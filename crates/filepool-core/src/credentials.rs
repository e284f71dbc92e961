//! Provider credential bundles.
//!
//! Each configured storage account is described by one credential bundle read
//! from indexed environment variables (`S3_BUCKET_1`, `DRIVE_REFRESH_TOKEN_2`,
//! ...). Only fully-populated bundles are eligible; a bundle with some but not
//! all of its required fields is excluded at startup and never retried.

/// Backend kind for a configured account.
#[derive(Debug, Clone, Copy, PartialEq, Eq)]
pub enum ProviderKind {
    S3,
    Drive,
}

impl ProviderKind {
    pub fn as_str(&self) -> &'static str {
        match self {
            ProviderKind::S3 => "s3",
            ProviderKind::Drive => "drive",
        }
    }
}

/// Credentials for one S3 (or S3-compatible) account.
#[derive(Debug, Clone)]
pub struct S3Credentials {
    pub name: String,
    pub bucket: String,
    pub region: String,
    pub access_key_id: String,
    pub secret_access_key: String,
    /// Custom endpoint for S3-compatible providers (MinIO, DigitalOcean Spaces, ...).
    pub endpoint: Option<String>,
}

/// Credentials for one Drive account (OAuth refresh-token flow).
#[derive(Debug, Clone)]
pub struct DriveCredentials {
    pub name: String,
    pub client_id: String,
    pub client_secret: String,
    pub refresh_token: String,
    /// Destination folder. When absent, files land in the Drive root.
    pub folder_id: Option<String>,
}

/// One eligible account: a display name plus an opaque credential bundle.
#[derive(Debug, Clone)]
pub enum ProviderCredentials {
    S3(S3Credentials),
    Drive(DriveCredentials),
}

impl ProviderCredentials {
    pub fn name(&self) -> &str {
        match self {
            ProviderCredentials::S3(c) => &c.name,
            ProviderCredentials::Drive(c) => &c.name,
        }
    }

    pub fn kind(&self) -> ProviderKind {
        match self {
            ProviderCredentials::S3(_) => ProviderKind::S3,
            ProviderCredentials::Drive(_) => ProviderKind::Drive,
        }
    }
}

/// Highest account index scanned per backend kind.
const MAX_ACCOUNTS_PER_KIND: usize = 8;

/// Collect eligible accounts using the given variable lookup.
///
/// The lookup abstraction exists so tests can supply a map instead of mutating
/// process environment. Empty-string values count as absent.
pub fn collect_accounts<F>(lookup: F) -> Vec<ProviderCredentials>
where
    F: Fn(&str) -> Option<String>,
{
    let get = |name: &str| lookup(name).filter(|v| !v.trim().is_empty());
    let mut accounts = Vec::new();

    for i in 1..=MAX_ACCOUNTS_PER_KIND {
        let bucket = get(&format!("S3_BUCKET_{i}"));
        let region = get(&format!("S3_REGION_{i}"));
        let access_key_id = get(&format!("S3_ACCESS_KEY_ID_{i}"));
        let secret_access_key = get(&format!("S3_SECRET_ACCESS_KEY_{i}"));
        let endpoint = get(&format!("S3_ENDPOINT_{i}"));

        let any_set = bucket.is_some()
            || region.is_some()
            || access_key_id.is_some()
            || secret_access_key.is_some();

        match (bucket, region, access_key_id, secret_access_key) {
            (Some(bucket), Some(region), Some(access_key_id), Some(secret_access_key)) => {
                accounts.push(ProviderCredentials::S3(S3Credentials {
                    name: format!("S3-{i}"),
                    bucket,
                    region,
                    access_key_id,
                    secret_access_key,
                    endpoint,
                }));
            }
            _ if any_set => {
                tracing::warn!(
                    account = %format!("S3-{i}"),
                    "Partially configured S3 account excluded from pool"
                );
            }
            _ => {}
        }
    }

    for i in 1..=MAX_ACCOUNTS_PER_KIND {
        let client_id = get(&format!("DRIVE_CLIENT_ID_{i}"));
        let client_secret = get(&format!("DRIVE_CLIENT_SECRET_{i}"));
        let refresh_token = get(&format!("DRIVE_REFRESH_TOKEN_{i}"));
        let folder_id = get(&format!("DRIVE_FOLDER_ID_{i}"));

        let any_set = client_id.is_some() || client_secret.is_some() || refresh_token.is_some();

        match (client_id, client_secret, refresh_token) {
            (Some(client_id), Some(client_secret), Some(refresh_token)) => {
                accounts.push(ProviderCredentials::Drive(DriveCredentials {
                    name: format!("Drive-{i}"),
                    client_id,
                    client_secret,
                    refresh_token,
                    folder_id,
                }));
            }
            _ if any_set => {
                tracing::warn!(
                    account = %format!("Drive-{i}"),
                    "Partially configured Drive account excluded from pool"
                );
            }
            _ => {}
        }
    }

    accounts
}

:: What you have to do ::
Without altering a single word, transcribe the entries above.

:: Result for this task ::
filename crates/filepool-core/src/credentials.rs
repository e284f71dbc92e961
//! Provider credential bundles.
//!
//! Each configured storage account is described by one credential bundle read
//! from indexed environment variables (`S3_BUCKET_1`, `DRIVE_REFRESH_TOKEN_2`,
//! ...). Only fully-populated bundles are eligible; a bundle with some but not
//! all of its required fields is excluded at startup and never retried.

/// Backend kind for a configured account.
#[derive(Debug, Clone, Copy, PartialEq, Eq)]
pub enum ProviderKind {
    S3,
    Drive,
}

impl ProviderKind {
    pub fn as_str(&self) -> &'static str {
        match self {
            ProviderKind::S3 => "s3",
            ProviderKind::Drive => "drive",
        }
    }
}

/// Credentials for one S3 (or S3-compatible) account.
#[derive(Debug, Clone)]
pub struct S3Credentials {
    pub name: String,
    pub bucket: String,
    pub region: String,
    pub access_key_id: String,
    pub secret_access_key: String,
    /// Custom endpoint for S3-compatible providers (MinIO, DigitalOcean Spaces, ...).
    pub endpoint: Option<String>,
}

/// Credentials for one Drive account (OAuth refresh-token flow).
#[derive(Debug, Clone)]
pub struct DriveCredentials {
    pub name: String,
    pub client_id: String,
    pub client_secret: String,
    pub refresh_token: String,
    /// Destination folder. When absent, files land in the Drive root.
    pub folder_id: Option<String>,
}

/// One eligible account: a display name plus an opaque credential bundle.
#[derive(Debug, Clone)]
pub enum ProviderCredentials {
    S3(S3Credentials),
    Drive(DriveCredentials),
}

impl ProviderCredentials {
    pub fn name(&self) -> &str {
        match self {
            ProviderCredentials::S3(c) => &c.name,
            ProviderCredentials::Drive(c) => &c.name,
        }
    }

    pub fn kind(&self) -> ProviderKind {
        match self {
            ProviderCredentials::S3(_) => ProviderKind::S3,
            ProviderCredentials::Drive(_) => ProviderKind::Drive,
        }
    }
}

/// Highest account index scanned per backend kind.
const MAX_ACCOUNTS_PER_KIND: usize = 8;

/// Collect eligible accounts using the given variable lookup.
///
/// The lookup abstraction exists so tests can supply a map instead of mutating
/// process environment. Empty-string values count as absent.
pub fn collect_accounts<F>(lookup: F) -> Vec<ProviderCredentials>
where
    F: Fn(&str) -> Option<String>,
{
    let get = |name: &str| lookup(name).filter(|v| !v.trim().is_empty());
    let mut accounts = Vec::new();

    for i in 1..=MAX_ACCOUNTS_PER_KIND {
        let bucket = get(&format!("S3_BUCKET_{i}"));
        let region = get(&format!("S3_REGION_{i}"));
        let access_key_id = get(&format!("S3_ACCESS_KEY_ID_{i}"));
        let secret_access_key = get(&format!("S3_SECRET_ACCESS_KEY_{i}"));
        let endpoint = get(&format!("S3_ENDPOINT_{i}"));

        let any_set = bucket.is_some()
            || region.is_some()
            || access_key_id.is_some()
            || secret_access_key.is_some();

        match (bucket, region, access_key_id, secret_access_key) {
            (Some(bucket), Some(region), Some(access_key_id), Some(secret_access_key)) => {
                accounts.push(ProviderCredentials::S3(S3Credentials {
                    name: format!("S3-{i}"),
                    bucket,
                    region,
                    access_key_id,
                    secret_access_key,
                    endpoint,
                }));
            }
            _ if any_set => {
                tracing::warn!(
                    account = %format!("S3-{i}"),
                    "Partially configured S3 account excluded from pool"
                );
            }
            _ => {}
        }
    }

    for i in 1..=MAX_ACCOUNTS_PER_KIND {
        let client_id = get(&format!("DRIVE_CLIENT_ID_{i}"));
        let client_secret = get(&format!("DRIVE_CLIENT_SECRET_{i}"));
        let refresh_token = get(&format!("DRIVE_REFRESH_TOKEN_{i}"));
        let folder_id = get(&format!("DRIVE_FOLDER_ID_{i}"));

        let any_set = client_id.is_some() || client_secret.is_some() || refresh_token.is_some();

        match (client_id, client_secret, refresh_token) {
            (Some(client_id), Some(client_secret), Some(refresh_token)) => {
                accounts.push(ProviderCredentials::Drive(DriveCredentials {
                    name: format!("Drive-{i}"),
                    client_id,
                    client_secret,
                    refresh_token,
                    folder_id,
                }));
            }
            _ if any_set => {
                tracing::warn!(
                    account = %format!("Drive-{i}"),
                    "Partially configured Drive account excluded from pool"
                );
            }
            _ => {}
        }
    }

    accounts
}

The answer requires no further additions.